A questão das assinaturas pertence basicamente aos jornais. Huffington Post, Business Insider, BuzzFeed e outros sites dependem de grandes volumes de tráfego – normalmente gerado por leitores que compartilham seu conteúdo no Facebook e em outras plataformas de redes sociais – para conseguir uma receita de publicidade digital. Embora sejam normalmente ridicularizados por seu conteúdo feito para chamar a atenção, também coletam informações para notícias e matérias longas e aprofundadas de boa qualidade. Considerando que sua concorrência na publicidade digital é esmagadoramente dominada por umas poucas empresas não jornalísticas – como o Google e o Facebook –, qualquer tipo de jornalismo criado por essas novas organizações é uma contribuição para as notícias. Uma questão interessante é quanto material de qualidade esses sites conseguem produzir. Os jornais importantes ainda produzem matérias longas e aprofundadas às centenas, e mesmo milhares, anualmente, embora se verifique uma redução dramática nesse número nos últimos dez anos.
Consenso nº 4
A matéria tradicional – e não o tweet, o post no blog ou a palavra na nuvem – ainda detém a primazia no jornalismo dos EUA.
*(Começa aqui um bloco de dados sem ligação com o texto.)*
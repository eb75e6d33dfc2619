use std::fmt;

/// Result type for logbook-core operations
pub type Result<T> = std::result::Result<T, Error>;

/// Error types that can occur in the infrastructure layer
#[derive(Debug)]
pub enum Error {
    /// IO operation failed
    Io(std::io::Error),

    /// Environment/configuration problem (missing home directory, etc.)
    Config(String),
}

impl fmt::Display for Error {
    fn fmt(&self, f: &mut fmt::Formatter<'_>) -> fmt::Result {
        match self {
            Error::Io(err) => write!(f, "IO error: {}", err),
            Error::Config(msg) => write!(f, "Config error: {}", msg),
        }
    }
}

impl std::error::Error for Error {
    fn source(&self) -> Option<&(dyn std::error::Error + 'static)> {
        match self {
            Error::Io(err) => Some(err),
            Error::Config(_) => None,
        }
    }
}

impl From<std::io::Error> for Error {
    fn from(err: std::io::Error) -> Self {
        Error::Io(err)
    }
}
Sei disso porque dois dos mais respeitados representantes da opinião focada na tecnologia, o escritor Clay Shirky e a professora Emily Bell, da Universidade de Columbia, o disseram num famoso relatório de 2011, “Jornalismo Pós-Industrial”, que escreveram com Christopher Anderson. “O mais relevante, no momento, é fazer reportagens sobre assuntos importantes e verídicos que possam mudar a sociedade”, escreveram eles. E eu concordo. Isso não significa que outras formas de notícias não continuem a ganhar importância – as notícias em vídeo estão em particular ascensão. Mas eu sugiro que continuem complementando a matéria.
Consenso nº 5
A utilidade do jornalismo de fontes múltiplas – voluntários coletando informações ou se organizando pelas notícias – é concreta e, até agora, limitada.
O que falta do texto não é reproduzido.